Figure 4.

Defective Jak1 kinases inhibit cell movements of epiboly and reduce anterior structures. (A) During early zebrafish development four cell movements occur. Cells of the blastoderm move down the surface of the large yolk cell in a migration called epiboly (arrow 1). Once half of the yolk surface is covered, cells begin three additional cell movements. Involution (arrow 2) results in the formation of a localized thickening of cells known as the germ ring. Convergence of cells (arrow 3) toward the future dorsal side of the embryo creates the embryonic shield and extension (arrow 4) elongates the body axis. (B) One-cell embryos were injected with 100 pg of in vitro-synthesized RNA encoding Jak^Wt, Jak^KE, and Jak^ΔKin kinases. Until 4 h of development all embryos develop normally, however, at 4 h of development, when the cell migration of epiboly begins, embryos injected with defective forms of Jak1 kinase show impaired cell migration.
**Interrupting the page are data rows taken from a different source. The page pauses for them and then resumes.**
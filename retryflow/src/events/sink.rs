//! Event sink trait and implementations.

use async_trait::async_trait;
use tracing::{debug, info, Level};

/// Trait for event sinks that receive retry lifecycle events.
#[cfg_attr(test, mockall::automock)]
#[async_trait]
pub trait EventSink: Send + Sync {
    /// Emits an event asynchronously.
    ///
    /// Used where the executor already runs inside a task, such as the
    /// timeout timer.
    ///
    /// # Arguments
    ///
    /// * `event_type` - The type of event (e.g., "retry.attempt_failed")
    /// * `data` - Optional event data
    async fn emit(&self, event_type: &str, data: Option<serde_json::Value>);

    /// Emits an event without blocking.
    ///
    /// Called from deferred continuations, so implementations must never
    /// block or panic.
    fn try_emit(&self, event_type: &str, data: Option<serde_json::Value>);
}

/// A no-op event sink that discards all events.
#[derive(Debug, Clone, Copy, Default)]
pub struct NoOpEventSink;

#[async_trait]
impl EventSink for NoOpEventSink {
    async fn emit(&self, _event_type: &str, _data: Option<serde_json::Value>) {}

    fn try_emit(&self, _event_type: &str, _data: Option<serde_json::Value>) {}
}

/// An event sink that logs events using the tracing framework.
#[derive(Debug, Clone)]
pub struct LoggingEventSink {
    level: Level,
}

impl Default for LoggingEventSink {
    fn default() -> Self {
        Self { level: Level::INFO }
    }
}

impl LoggingEventSink {
    /// Creates a new logging event sink with the specified level.
    #[must_use]
    pub fn new(level: Level) -> Self {
        Self { level }
    }

    /// Creates a debug-level logging sink.
    #[must_use]
    pub fn debug() -> Self {
        Self::new(Level::DEBUG)
    }

    fn log_event(&self, event_type: &str, data: Option<&serde_json::Value>) {
        if self.level == Level::DEBUG {
            debug!(event_type = %event_type, event_data = ?data, "Event: {}", event_type);
        } else {
            info!(event_type = %event_type, event_data = ?data, "Event: {}", event_type);
        }
    }
}

#[async_trait]
impl EventSink for LoggingEventSink {
    async fn emit(&self, event_type: &str, data: Option<serde_json::Value>) {
        self.log_event(event_type, data.as_ref());
    }

    fn try_emit(&self, event_type: &str, data: Option<serde_json::Value>) {
        self.log_event(event_type, data.as_ref());
    }
}

/// A collecting event sink for tests.
#[derive(Debug, Default)]
pub struct CollectingEventSink {
    events: parking_lot::RwLock<Vec<(String, Option<serde_json::Value>)>>,
}

impl CollectingEventSink {
    /// Creates a new collecting sink.
    #[must_use]
    pub fn new() -> Self {
        Self::default()
    }

    /// Returns all collected events.
    #[must_use]
    pub fn events(&self) -> Vec<(String, Option<serde_json::Value>)> {
        self.events.read().clone()
    }

    /// Returns the collected event types, in order.
    #[must_use]
    pub fn event_types(&self) -> Vec<String> {
        self.events.read().iter().map(|(t, _)| t.clone()).collect()
    }

    /// Returns the number of collected events.
    #[must_use]
    pub fn len(&self) -> usize {
        self.events.read().len()
    }

    /// Returns true if no events have been collected.
    #[must_use]
    pub fn is_empty(&self) -> bool {
        self.events.read().is_empty()
    }

    /// Clears all collected events.
    pub fn clear(&self) {
        self.events.write().clear();
    }

    /// Returns events matching a type prefix.
    #[must_use]
    pub fn events_of_type(&self, type_prefix: &str) -> Vec<(String, Option<serde_json::Value>)> {
        self.events
            .read()
            .iter()
            .filter(|(t, _)| t.starts_with(type_prefix))
            .cloned()
            .collect()
    }
}

#[async_trait]
impl EventSink for CollectingEventSink {
    async fn emit(&self, event_type: &str, data: Option<serde_json::Value>) {
        self.events.write().push((event_type.to_string(), data));
    }

    fn try_emit(&self, event_type: &str, data: Option<serde_json::Value>) {
        self.events.write().push((event_type.to_string(), data));
    }
}
//! Tests for the Deferred settle-once contract.

#[cfg(test)]
mod tests {
    use crate::deferred::{Deferred, DeferredState, SettleGuard};
    use crate::errors::{OperationError, RetryflowError};
    use pretty_assertions::assert_eq;
    use std::sync::atomic::{AtomicUsize, Ordering};
    use std::sync::Arc;
    use std::time::Duration;
    use tokio_test::{assert_pending, assert_ready};

    #[test]
    fn test_new_is_pending() {
        let deferred = Deferred::<i32>::new();
        assert_eq!(deferred.state(), DeferredState::Pending);
        assert!(deferred.is_pending());
        assert!(deferred.outcome().is_none());
    }

    #[test]
    fn test_fulfill_transitions_once() {
        let deferred = Deferred::new();
        deferred.fulfill(1).unwrap();

        assert_eq!(deferred.state(), DeferredState::Fulfilled);
        let err = deferred.fulfill(2).unwrap_err();
        assert_eq!(err.state, DeferredState::Fulfilled);

        // first value wins
        assert_eq!(deferred.outcome().and_then(Result::ok), Some(1));
    }

    #[test]
    fn test_fail_after_fulfill_is_rejected() {
        let deferred = Deferred::new();
        deferred.fulfill("Success".to_string()).unwrap();

        let err = deferred.fail(OperationError::new("late")).unwrap_err();
        assert_eq!(err.state, DeferredState::Fulfilled);
        assert!(matches!(deferred.outcome(), Some(Ok(ref v)) if v == "Success"));
    }

    #[test]
    fn test_fulfill_after_fail_is_rejected() {
        let deferred = Deferred::<i32>::failed(OperationError::new("Simulated error"));
        let err = deferred.fulfill(3).unwrap_err();
        assert_eq!(err.state, DeferredState::Failed);
        assert!(deferred.is_settled());
    }

    #[test]
    fn test_continuation_before_settlement_runs_once() {
        let deferred = Deferred::new();
        let calls = Arc::new(AtomicUsize::new(0));
        let calls_clone = Arc::clone(&calls);

        deferred.on_settle(move |outcome: Result<i32, RetryflowError>| {
            assert_eq!(outcome.ok(), Some(7));
            calls_clone.fetch_add(1, Ordering::SeqCst);
        });
        assert_eq!(calls.load(Ordering::SeqCst), 0);

        deferred.fulfill(7).unwrap();
        deferred.fulfill(8).unwrap_err();

        assert_eq!(calls.load(Ordering::SeqCst), 1);
    }

    #[test]
    fn test_continuation_after_settlement_runs_immediately() {
        let deferred = Deferred::<i32>::failed(OperationError::new("Simulated error"));
        let calls = Arc::new(AtomicUsize::new(0));
        let calls_clone = Arc::clone(&calls);

        deferred.on_settle(move |outcome| {
            assert!(outcome.is_err());
            calls_clone.fetch_add(1, Ordering::SeqCst);
        });

        assert_eq!(calls.load(Ordering::SeqCst), 1);
    }

    #[test]
    fn test_continuations_run_in_registration_order() {
        let deferred = Deferred::new();
        let order = Arc::new(parking_lot::Mutex::new(Vec::new()));

        for i in 0..3 {
            let order = Arc::clone(&order);
            deferred.on_settle(move |_: Result<(), RetryflowError>| order.lock().push(i));
        }
        deferred.fulfill(()).unwrap();

        assert_eq!(*order.lock(), vec![0, 1, 2]);
    }

    #[test]
    fn test_panicking_continuation_is_suppressed() {
        let deferred = Deferred::new();
        let calls = Arc::new(AtomicUsize::new(0));
        let calls_clone = Arc::clone(&calls);

        deferred.on_settle(|_: Result<i32, RetryflowError>| panic!("Intentional panic"));
        deferred.on_settle(move |_| {
            calls_clone.fetch_add(1, Ordering::SeqCst);
        });

        deferred.fulfill(1).unwrap();
        assert_eq!(calls.load(Ordering::SeqCst), 1);
    }

    #[test]
    fn test_clones_share_one_slot() {
        let deferred = Deferred::new();
        let other = deferred.clone();

        other.fulfill(5).unwrap();
        assert_eq!(deferred.outcome().and_then(Result::ok), Some(5));
        assert!(deferred.fulfill(6).is_err());
    }

    #[test]
    fn test_wait_resolves_after_settlement() {
        let deferred = Deferred::new();
        let mut waiting = tokio_test::task::spawn(deferred.wait());

        assert_pending!(waiting.poll());
        deferred.fulfill(42).unwrap();

        assert!(waiting.is_woken());
        let outcome = assert_ready!(waiting.poll());
        assert_eq!(outcome.ok(), Some(42));
    }

    #[test]
    fn test_wait_on_failed_deferred() {
        let deferred = Deferred::<i32>::failed(OperationError::new("Simulated error"));
        let outcome = tokio_test::block_on(deferred.wait());
        assert_eq!(outcome.unwrap_err().to_string(), "Simulated error");
    }

    #[tokio::test(flavor = "multi_thread", worker_threads = 2)]
    async fn test_await_settled_from_another_thread() {
        let deferred = Deferred::new();
        let settler = deferred.clone();

        std::thread::spawn(move || {
            std::thread::sleep(Duration::from_millis(20));
            settler.fulfill("Success".to_string()).unwrap();
        });

        let value = deferred.await.unwrap();
        assert_eq!(value, "Success");
    }

    #[test]
    fn test_dropped_guard_abandons_deferred() {
        let deferred = Deferred::<i32>::new();
        drop(SettleGuard::new(deferred.clone()));

        assert!(matches!(deferred.outcome(), Some(Err(RetryflowError::Abandoned))));
    }

    #[test]
    fn test_guard_settles_once() {
        let deferred = Deferred::new();
        SettleGuard::new(deferred.clone()).settle(Ok(9));

        assert_eq!(deferred.outcome().and_then(Result::ok), Some(9));
    }

    #[test]
    fn test_map_transforms_value() {
        let deferred = Deferred::fulfilled(20);
        let mapped = deferred.map(|v| v + 1);
        assert_eq!(mapped.outcome().and_then(Result::ok), Some(21));
    }

    #[test]
    fn test_and_then_and_combine_methods() {
        let a = Deferred::fulfilled("Success".to_string());
        let b = Deferred::fulfilled("Success".to_string());

        let chained = a.and_then(|s| Deferred::fulfilled(s.len()));
        let joined = a.combine(&b, |x, y| format!("{x} then {y}"));

        assert_eq!(chained.outcome().and_then(Result::ok), Some(7));
        assert_eq!(
            joined.outcome().and_then(Result::ok),
            Some("Success then Success".to_string())
        );
    }

    #[test]
    fn test_from_outcome() {
        let ok = Deferred::from_outcome(Ok(1));
        let err = Deferred::<i32>::from_outcome(Err(RetryflowError::Internal("x".into())));

        assert_eq!(ok.state(), DeferredState::Fulfilled);
        assert_eq!(err.state(), DeferredState::Failed);
    }

    #[test]
    fn test_state_serialization() {
        let json = serde_json::to_string(&DeferredState::Fulfilled).unwrap();
        assert_eq!(json, "\"fulfilled\"");
        assert_eq!(DeferredState::Pending.to_string(), "pending");
    }

    #[test]
    fn test_debug_shows_state() {
        let deferred = Deferred::<i32>::new();
        assert_eq!(format!("{deferred:?}"), "Deferred { state: Pending }");
    }
}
At 8 h of development (shown above), embryos injected with Jak^WT have 80% of the yolk surface covered by blastomeres; in contrast, embryos injected with defective forms of Jak1 kinase have 50% of the yolk covered. The blastoderm margin, and hence the extent of cell migration, is indicated by the arrow marked BM. The vegetal pole (VP) is indicated. (C) By 24 h of development (lateral view), embryos injected with defective forms of Jak1 kinase exhibit reduced anterior structures; scale bar equals 0.5 mm. (D) In a dorsal view with Nomarski optics, these embryos possess small eyes, and neural structures anterior to the otocyst develop as a fused neural tube lacking ventricles and a midhind brain boundary. Injection of Jak^WT and Jak^ΔKin gives partial rescue of anterior structures; scale bar equals 0.25 mm. AP, animal pole; VP, vegetal pole; V, ventral; D, dorsal; GR, germ ring; ES, embryonic shield; BM, blastoderm margin; Otc, otocyst; lns, lens; I, II, III, ventricles I, II, III; mhb, midhind brain boundary; scale bar equals 0.5 mm.